Quiz 4 (10-15 minutes)
Suppose that you observe IID draws \(\{\left(Y_t,X_t\right)\}_{t=1}^n\) from a data generating process satisfying the following assumptions:
- Assumption 1: \(Y_t=\beta_0^o+\beta_1^o X_t +\varepsilon_t\) for some \(\beta_0^o\), \(\beta_1^o\), and some unobservable \(\varepsilon_t\).
- Assumption 2: \(X_t\in\{0,1\}\) is a binary/dummy random variable.
- Assumption 3: \(\varepsilon_t \in \{-1,2\}\), where \(\Pr\left(\varepsilon_t=-1\right)=2/3\) and \(\Pr\left(\varepsilon_t=2\right)=1/3\).
- Assumption 4: \(\varepsilon_t\) and \(X_t\) are independent.
- Assumption 5: \(0<\sum_t X_t <n\)
Determine whether the following statements are true or false:
- \(\mathbb{E}\left(\varepsilon_t|X_t\right)=\mathbb{E}\left(\varepsilon_t\right)\).
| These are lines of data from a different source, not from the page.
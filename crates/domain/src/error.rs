// Copyright (C) 2026 Fred Clausen
// Use of this source code is governed by an MIT-style
// license that can be found in the LICENSE file or at
// https://opensource.org/licenses/MIT.

use time::OffsetDateTime;

/// Errors that can occur during domain validation.
#[derive(Debug, Clone, PartialEq, Eq)]
pub enum DomainError {
    /// A contest identifier is not a positive integer.
    InvalidContestId(String),
    /// A participant code name is empty or malformed.
    InvalidCodeName(String),
    /// A payment reference is empty or malformed.
    InvalidPaymentReference(String),
    /// A required field was missing or blank.
    MissingField(&'static str),
    /// A field is longer than its stored column allows.
    FieldTooLong {
        /// The offending field.
        field: &'static str,
        /// The maximum length in characters.
        max: usize,
        /// The actual length in characters.
        actual: usize,
    },
    /// Contest start date is not strictly before the end date.
    InvalidDateRange {
        /// The requested start date.
        start_date: OffsetDateTime,
        /// The requested end date.
        end_date: OffsetDateTime,
    },
    /// Failed to parse a date from a string.
    DateParseError {
        /// The invalid date string.
        date_string: String,
        /// The parsing error message.
        error: String,
    },
    /// Vote count is not a positive integer.
    InvalidVoteCount(i64),
    /// Email address is syntactically invalid.
    InvalidEmail(String),
    /// Participant biography is too short.
    AboutTooShort {
        /// The required minimum length in characters.
        min: usize,
        /// The actual length in characters.
        actual: usize,
    },
    /// The participant has already been evicted.
    ParticipantAlreadyEvicted {
        /// The participant's code name.
        code_name: String,
    },
    /// Votes cannot be recorded for an evicted participant.
    ParticipantEvicted {
        /// The participant's code name.
        code_name: String,
    },
}

impl std::fmt::Display for DomainError {
    fn fmt(&self, f: &mut std::fmt::Formatter<'_>) -> std::fmt::Result {
        match self {
            Self::InvalidContestId(raw) => {
                write!(f, "Valid contestId is required, got '{raw}'")
            }
            Self::InvalidCodeName(msg) => write!(f, "Invalid code name: {msg}"),
            Self::InvalidPaymentReference(msg) => write!(f, "Invalid payment reference: {msg}"),
            Self::MissingField(field) => write!(f, "{field} is required"),
            Self::FieldTooLong { field, max, actual } => {
                write!(f, "{field} must be at most {max} characters, got {actual}")
            }
            Self::InvalidDateRange {
                start_date,
                end_date,
            } => {
                write!(
                    f,
                    "End date must be after start date (start: {start_date}, end: {end_date})"
                )
            }
            Self::DateParseError { date_string, error } => {
                write!(f, "Failed to parse date '{date_string}': {error}")
            }
            Self::InvalidVoteCount(count) => {
                write!(f, "voteCount must be a positive integer, got {count}")
            }
            Self::InvalidEmail(email) => write!(f, "Invalid email address: '{email}'"),
            Self::AboutTooShort { min, actual } => {
                write!(
                    f,
                    "About must be at least {min} characters, got {actual}"
                )
            }
            Self::ParticipantAlreadyEvicted { code_name } => {
                write!(f, "Participant {code_name} is already evicted")
            }
            Self::ParticipantEvicted { code_name } => {
                write!(
                    f,
                    "Participant {code_name} has been evicted and cannot receive votes"
                )
            }
        }
    }
}

impl std::error::Error for DomainError {}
- \(\mathbb{E}\left(\varepsilon_t\right)=0\).
- \(\mathsf{Var}\left(\varepsilon_t|X_t\right)=\mathsf{Var}\left(\varepsilon_t\right)\).
- \(\mathsf{Var}\left(\varepsilon_t\right)\) is constant for all \(t\).
- Assumptions 3.1 to 3.3 are satisfied.
- Assumptions 3.4 is satisfied.
- Assumption 3.5 is satisfied.